In definitiva, i più fortunati sono coloro che hanno fatto una scelta di vita che prevede un isolamento almeno parziale, come i fondatori di colonie ed i preti missionari. Costoro, infatti, possono osservare la folla con il giusto distacco, e sorridere di chi chiede loro se non si sentono mai soli.


La vera conoscenza dell’animo umano è, per il poeta, molto più degna di un amore ordinario. Si tratta di un concetto apparentemente semplice, ma, a mio parere, incredibilmente vero.



LE VEDOVE


È soprattutto nei confronti di quei luoghi che il poeta ed il filosofo amano dirigere le loro avide congetture. Là c’è qualcosa di certo. Perché se c’è un posto che essi disdegnano visitare, come ho appena fatto presente, è soprattutto la gioia dei ricchi.
Questa turbolenza in vita non ha niente che li attiri.
Al contrario, essi si sentono irresistibilmente trainati verso tutto ciò che è fragile, rovinato, contrastato, orfano.


Le protagoniste di questo piccolo poema sono le povere donne rimaste vedove.

Baudelaire già in altre occasioni ha amato descrivere i ceti sociali meno abbienti, ai quali si sente dolorosamente vicino.

Egli cerca di immaginare le storie di queste donne, alcune delle quali si portano dietro dei figli vestiti a lutto, e difende con decisione la loro dignità, che apprezza molto più della leggerezza di tante ricche nobildonne.


L’attenzione, la compassione, quasi l’affetto che spesso Baudelaire riserva ai poveri ed agli ultimi è tutt’uno con il suo amore per la vecchia Parigi, destinata ad essere spazzata via dal benessere ed al progresso.



IL VECCHIO SALTIMBANCO


...E mi dissi: ho appena visto l’immagine del vecchio uomo di lettere che è sopravvissuto alla generazione del quale fu il brillante intrattenitore; del vecchio poeta senza amici, senza famiglia, senza bambini, degradato dalla sua miseria e dall’ingratitudine pubblica, e nella baracca nella quale il mondo, dimentico, non vuole più entrare!


Ennesimo caso di identificazione del poeta con un escluso dalla società. Questa volta si tratta di un anziano saltimbanco, che, escluso dalla festa del paese, resta nella sua baracca sperando che qualcuno voglia ancora divertirsi con i suoi vecchi trucchi.

Tutta la città è in festa; ovunque ci sono sorrisi, risate, divertimento, scoppi e musica; solo il silenzio e l’isolamento dell’anziano artista creano uno stridente contrasto.

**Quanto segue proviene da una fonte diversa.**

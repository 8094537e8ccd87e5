use std::time::Duration;

use tracing::{debug, info};

use super::{Connection, LinkInbox};
use crate::worker::{Signal, WorkerArgs};

/// How long the reader waits on the link before re-checking its signal.
pub const READ_POLL: Duration = Duration::from_millis(100);

#[derive(Clone)]
pub struct ReaderArgs{
    pub connection: Connection,
    pub inbox: LinkInbox,
    pub signal: Signal,
    pub poll: Duration,
}

impl WorkerArgs for ReaderArgs{
    fn validate(&self) -> Result<(), String>{
        if self.poll.is_zero(){
            return Err("link read poll must be non-zero".into());
        }
        Ok(())
    }
}

/// Sole receiver on the link. Every decoded message goes to its inbox queue.
pub fn reader_worker(args: ReaderArgs) -> anyhow::Result<()>{
    let mut routed = 0u64;
    let mut discarded = 0u64;
    info!("link reader running");

    while !args.signal.is_exit_requested(){
        args.signal.check_pause();

        let message = match args.connection.receive_any(args.poll){
            Some(message) => message,
            None => continue,
        };
        routed += 1;
        if args.inbox.route(&message)?{
            discarded += 1;
            debug!(kind = ?message.kind(), discarded, "inbox overflow");
        }
    }

    info!(routed, discarded, "link reader exiting");
    Ok(())
}
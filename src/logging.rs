/**
 * Structured Logging
 *
 * Every process in the tree logs through `tracing`. Forked workers inherit
 * the subscriber installed by the supervisor and tag their events with a
 * `worker` span (group name, index, pid).
 */

use serde::{Deserialize, Serialize};
use tracing_subscriber::{fmt, layer::SubscriberExt, util::SubscriberInitExt, EnvFilter};

#[derive(Debug, Clone, Copy, Default, PartialEq, Eq, Serialize, Deserialize)]
#[serde(rename_all = "lowercase")]
pub enum LogFormat{
    #[default]
    Pretty,
    Json,
}

/// Filter from `RUST_LOG` when set, `level` otherwise.
pub fn filter(level: &str) -> Result<EnvFilter, tracing_subscriber::filter::ParseError>{
    match EnvFilter::try_from_default_env(){
        Ok(filter) => Ok(filter),
        Err(_) => EnvFilter::try_new(level),
    }
}

/// Install the global subscriber. Fails if `level` is not a valid filter
/// or a subscriber is already installed.
///
/// # Example
/// ```no_run
/// use drone_sync::logging::{self, LogFormat};
///
/// logging::init("info", LogFormat::Json).unwrap();
/// tracing::info!(connection = "tcp:localhost:12345", "ground station starting");
/// ```
pub fn init(level: &str, format: LogFormat) -> anyhow::Result<()>{
    let registry = tracing_subscriber::registry().with(filter(level)?);

    match format{
        LogFormat::Pretty => registry
            .with(fmt::layer().with_target(true).with_thread_ids(true))
            .try_init()?,
        LogFormat::Json => registry
            .with(fmt::layer().json().with_target(true).with_thread_ids(true))
            .try_init()?,
    }
    Ok(())
}

#[cfg(test)]
mod tests{
    use super::*;

    #[test]
    fn test_filter_accepts_directives(){
        assert!(EnvFilter::try_new("drone_sync=debug,warn").is_ok());
    }

    #[test]
    fn test_format_from_yaml(){
        let format: LogFormat = serde_yaml::from_str("json").unwrap();
        assert_eq!(format, LogFormat::Json);
        assert_eq!(LogFormat::default(), LogFormat::Pretty);
    }
}
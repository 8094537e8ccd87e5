use tracing::{debug, info, warn};

use super::{DecisionLoop, Position, Report};
use crate::link::Connection;
use crate::queue::{BoundedQueue, QueueError};
use crate::telemetry::TelemetryData;
use crate::worker::{forward, Signal, WorkerArgs, QUEUE_POLL};

#[derive(Clone)]
pub struct CommandArgs{
    pub connection: Connection,
    pub target: Position,
    pub input: BoundedQueue<TelemetryData>,
    pub output: BoundedQueue<Report>,
    pub signal: Signal,
}

impl WorkerArgs for CommandArgs{
    fn validate(&self) -> Result<(), String>{
        if !self.target.is_finite(){
            return Err(format!("target {:?} is not finite", self.target));
        }
        Ok(())
    }
}

pub fn command_worker(args: CommandArgs) -> anyhow::Result<()>{
    let mut decision = DecisionLoop::create(args.connection);
    decision.set_target(args.target)?;
    info!(goal = ?args.target, "command worker running");

    while !args.signal.is_exit_requested(){
        args.signal.check_pause();

        let data = match args.input.get(QUEUE_POLL){
            Ok(Some(data)) => data,
            //released by a drain, or nothing yet
            Ok(None) | Err(QueueError::Timeout) => continue,
            Err(e) => return Err(e.into()),
        };

        match decision.run(&data){
            Ok(Some(report)) => {
                if !forward(&args.output, &report, &args.signal)?{
                    break;
                }
            }
            Ok(None) => debug!("on target, no correction"),
            Err(e) => warn!(error = %e, "decision cycle skipped"),
        }
    }

    info!("command worker exiting");
    Ok(())
}
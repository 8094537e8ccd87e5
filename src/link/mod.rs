/**
 * Vehicle Link
 *
 * Connection between the ground station and the vehicle:
 * 1. Wire messages (protocol) and frame codec (framing)
 * 2. FramedLink over a serial port or TCP stream
 * 3. ScriptedLink replaying canned messages
 * 4. Connection, the cloneable handle handed to workers
 * 5. LinkInbox and the link reader, the single owner of the read side
 *
 * Forked workers share the link's file descriptor. Only the link reader
 * receives from it; everyone else reads their kind from the inbox queues.
 */

pub mod framed;
pub mod framing;
pub mod inbox;
pub mod protocol;
pub mod reader;
pub mod scripted;

pub use framed::FramedLink;
pub use framing::{encode_frame, Frame, FrameParser, MsgType};
pub use inbox::LinkInbox;
pub use protocol::*;
pub use reader::{reader_worker, ReaderArgs, READ_POLL};
pub use scripted::ScriptedLink;

use std::fmt;
use std::io;
use std::str::FromStr;
use std::sync::{Arc, Mutex};
use std::time::Duration;

use serde::{Deserialize, Serialize};
use thiserror::Error;
use tracing::{info, warn};

#[derive(Debug, Error)]
pub enum LinkError{
    #[error("link i/o error: {0}")]
    Io(#[from] io::Error),

    #[error("serial port error: {0}")]
    Serial(#[from] serialport::Error),

    #[error("invalid link address {0:?}, expected tcp:<host>:<port> or serial:<path>:<baud>")]
    InvalidAddress(String),

    #[error("payload of {size} bytes does not fit in a frame")]
    PayloadTooLarge{ size: usize },

    #[error("link lock poisoned")]
    Poisoned,

    #[error("no heartbeat within {0:?}")]
    NoHeartbeat(Duration),
}

#[derive(Debug, Clone, Copy, PartialEq, Eq, Hash, Serialize, Deserialize)]
pub enum MessageKind{
    Heartbeat,
    Attitude,
    LocalPosition,
}

impl MessageKind{
    pub fn msg_type(self) -> MsgType{
        match self{
            MessageKind::Heartbeat => MsgType::Heartbeat,
            MessageKind::Attitude => MsgType::Attitude,
            MessageKind::LocalPosition => MsgType::LocalPosition,
        }
    }
}

/// Message received from the vehicle.
///
/// Crosses the inbox queues as its kind plus the packed wire payload.
#[derive(Debug, Clone, Copy, Serialize, Deserialize)]
#[serde(into = "WireRecord", try_from = "WireRecord")]
pub enum LinkMessage{
    Heartbeat(HeartbeatMsg),
    Attitude(AttitudeMsg),
    LocalPosition(LocalPositionMsg),
}

#[derive(Serialize, Deserialize)]
struct WireRecord{
    kind: MessageKind,
    payload: Vec<u8>,
}

impl From<LinkMessage> for WireRecord{
    fn from(message: LinkMessage) -> Self{
        WireRecord{
            kind: message.kind(),
            payload: message.payload(),
        }
    }
}

impl TryFrom<WireRecord> for LinkMessage{
    type Error = String;

    fn try_from(record: WireRecord) -> Result<Self, Self::Error>{
        LinkMessage::from_payload(record.kind.msg_type(), &record.payload)
            .ok_or_else(|| format!("{:?} payload of {} bytes", record.kind, record.payload.len()))
    }
}

impl LinkMessage{
    pub fn kind(&self) -> MessageKind{
        match self{
            LinkMessage::Heartbeat(_) => MessageKind::Heartbeat,
            LinkMessage::Attitude(_) => MessageKind::Attitude,
            LinkMessage::LocalPosition(_) => MessageKind::LocalPosition,
        }
    }

    pub fn decode(frame: &Frame) -> Option<Self>{
        Self::from_payload(frame.msg_type, &frame.payload)
    }

    fn from_payload(msg_type: MsgType, payload: &[u8]) -> Option<Self>{
        match msg_type{
            MsgType::Heartbeat => HeartbeatMsg::from_bytes(payload).map(LinkMessage::Heartbeat),
            MsgType::Attitude => AttitudeMsg::from_bytes(payload).map(LinkMessage::Attitude),
            MsgType::LocalPosition => LocalPositionMsg::from_bytes(payload).map(LinkMessage::LocalPosition),
            MsgType::CommandLong => None,
        }
    }

    fn payload(&self) -> Vec<u8>{
        match self{
            LinkMessage::Heartbeat(msg) => msg.to_bytes(),
            LinkMessage::Attitude(msg) => msg.to_bytes(),
            LinkMessage::LocalPosition(msg) => msg.to_bytes(),
        }
    }

    /// Full frame, sync byte to checksum.
    pub fn encode(&self) -> Option<Vec<u8>>{
        encode_frame(self.kind().msg_type(), &self.payload())
    }
}

/// Command sent from the ground station to the vehicle.
#[derive(Debug, Clone, Copy, PartialEq, Serialize, Deserialize)]
pub enum VehicleCommand{
    Heartbeat,
    ChangeAltitude{ rate: f64, altitude: f64 },
    ConditionYaw{ angle: f64, rate: f64, direction: f64, relative: bool },
}

impl VehicleCommand{
    //COMMAND_LONG form, None for commands with their own message
    pub fn to_command_long(&self) -> Option<CommandLongMsg>{
        match *self{
            VehicleCommand::Heartbeat => None,
            VehicleCommand::ChangeAltitude{ rate, altitude } => Some(CommandLongMsg::new(
                MAV_CMD_CONDITION_CHANGE_ALT,
                [rate as f32, 0.0, 0.0, 0.0, 0.0, 0.0, altitude as f32],
            )),
            VehicleCommand::ConditionYaw{ angle, rate, direction, relative } => Some(CommandLongMsg::new(
                MAV_CMD_CONDITION_YAW,
                [angle as f32, rate as f32, direction as f32, if relative{ 1.0 }else{ 0.0 }, 0.0, 0.0, 0.0],
            )),
        }
    }
}

pub trait VehicleLink: Send{
    /// Fire-and-forget: callers only log a failure.
    fn send_command(&mut self, command: &VehicleCommand) -> Result<(), LinkError>;

    /// Next message of `kind`. A non-blocking call returns at once.
    fn receive(&mut self, kind: MessageKind, blocking: bool, timeout: Duration) -> Option<LinkMessage>;

    /// Next message of any kind, waiting at most `timeout`.
    fn receive_any(&mut self, timeout: Duration) -> Option<LinkMessage>;
}

/// Cloneable handle to one vehicle link.
///
/// After a fork every worker owns its own copy of the link object while the
/// underlying file descriptor is shared. Every copy can send; only one
/// process may receive, see `reader_worker`.
#[derive(Clone)]
pub struct Connection{
    link: Arc<Mutex<Box<dyn VehicleLink>>>,
}

impl Connection{
    pub fn new(link: impl VehicleLink + 'static) -> Self{
        Connection{
            link: Arc::new(Mutex::new(Box::new(link))),
        }
    }

    pub fn send_command(&self, command: VehicleCommand) -> Result<(), LinkError>{
        let mut link = self.link.lock().map_err(|_| LinkError::Poisoned)?;
        link.send_command(&command)
    }

    pub fn receive(&self, kind: MessageKind, blocking: bool, timeout: Duration) -> Option<LinkMessage>{
        match self.link.lock(){
            Ok(mut link) => link.receive(kind, blocking, timeout),
            Err(_) => {
                warn!("link lock poisoned, receive skipped");
                None
            }
        }
    }

    pub fn receive_any(&self, timeout: Duration) -> Option<LinkMessage>{
        match self.link.lock(){
            Ok(mut link) => link.receive_any(timeout),
            Err(_) => {
                warn!("link lock poisoned, receive skipped");
                None
            }
        }
    }

    pub fn wait_heartbeat(&self, timeout: Duration) -> Result<HeartbeatMsg, LinkError>{
        match self.receive(MessageKind::Heartbeat, true, timeout){
            Some(LinkMessage::Heartbeat(msg)) => Ok(msg),
            _ => Err(LinkError::NoHeartbeat(timeout)),
        }
    }
}

impl fmt::Debug for Connection{
    fn fmt(&self, f: &mut fmt::Formatter<'_>) -> fmt::Result{
        f.debug_struct("Connection").finish_non_exhaustive()
    }
}

#[derive(Debug, Clone, PartialEq, Eq)]
pub enum LinkAddress{
    Tcp{ host: String, port: u16 },
    Serial{ path: String, baud: u32 },
}

impl FromStr for LinkAddress{
    type Err = LinkError;

    fn from_str(s: &str) -> Result<Self, Self::Err>{
        let invalid = || LinkError::InvalidAddress(s.to_string());

        let (scheme, rest) = s.split_once(':').ok_or_else(invalid)?;
        let (target, number) = rest.rsplit_once(':').ok_or_else(invalid)?;
        if target.is_empty(){
            return Err(invalid());
        }

        match scheme{
            "tcp" => Ok(LinkAddress::Tcp{
                host: target.to_string(),
                port: number.parse().map_err(|_| invalid())?,
            }),
            "serial" => Ok(LinkAddress::Serial{
                path: target.to_string(),
                baud: number.parse().map_err(|_| invalid())?,
            }),
            _ => Err(invalid()),
        }
    }
}

impl fmt::Display for LinkAddress{
    fn fmt(&self, f: &mut fmt::Formatter<'_>) -> fmt::Result{
        match self{
            LinkAddress::Tcp{ host, port } => write!(f, "tcp:{host}:{port}"),
            LinkAddress::Serial{ path, baud } => write!(f, "serial:{path}:{baud}"),
        }
    }
}

pub fn open_link(address: &LinkAddress) -> Result<Connection, LinkError>{
    info!(%address, "opening vehicle link");
    let connection = match address{
        LinkAddress::Tcp{ host, port } => Connection::new(framed::open_tcp(&format!("{host}:{port}"))?),
        LinkAddress::Serial{ path, baud } => Connection::new(framed::open_serial(path, *baud)?),
    };
    Ok(connection)
}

Il suo destino sembra tristemente simile a quello che il poeta immagina per se stesso. Non manca un’ennesima invettiva nei confronti della massa, rapida nel glorificare qualche artista ma altrettanto veloce nel dimenticarlo.



LA TORTA


...C’è dunque un paese superbo dove il pane si chiama “torta”, dall’appetibilità così rara che basta per ingaggiare una guerra perfettamente fratricida!


Questo piccolo poema, a mio parere, andrebbe letto da tutti, ma proprio tutti coloro che si divertono (e provano a conquistare denaro e consensi) ripetendo banalità sulle giovani generazioni e sulla precarietà lavorativa.


L’immagine descritta dal poeta è ben triste: due poveri monelli di strada vedono, nello stesso momento, una crosta di pane raffermo, che ai loro occhi appare golosa quanto una torta. I due si picchiano a sangue per riuscire ad ottenere quel misero bottino, che passa di mano in mano, finché non cade nel fango e si sbriciola.


Questa è la situazione attuale per molte persone: non si tratta di competitività, di dinamicità, di flessibilità, di qualunque altro parolone politici di qualsiasi colore ed esperti di turno ci vogliano propinare.
È la ricerca di un “premio” penoso che è comunque il meglio che si trova in circolazione, ha un gusto amaro e finisce presto lasciandoci di nuovo affamati.
È la rivalità costante con persone che hanno il diritto di vivere serenamente, proprio come noi, mentre i soliti privilegiati ci guardano soffrire dalle loro belle carrozze.
È la consapevolezza di doversi guadagnare, accaparrare e meritare qualcosa che dovrebbe essere diritto di tutti.
Perdonate se sono così baudelairiana, ma a me sembra solo disperazione.




Come avrete notato, questa seconda sezione non è dedicata soltanto agli amati mal di vivere e ideale che tanto ama il poeta, ma presenta anche delle importanti tematiche sociali. Spero che abbiate apprezzato i miei commenti!
Quale di questi brani vi ha colpito di più? Attendo un vostro parere!
Grazie per la lettura, al prossimo post :-)

6 commenti :

  1. Ciao Silvia, bellissima analisi! Di Baudelaire per ora ho letto soltanto "I fiori del male", che avevo amato follemente. Leggerò sicuramente questa raccolta, oltre a "Lo spleen di Parigi"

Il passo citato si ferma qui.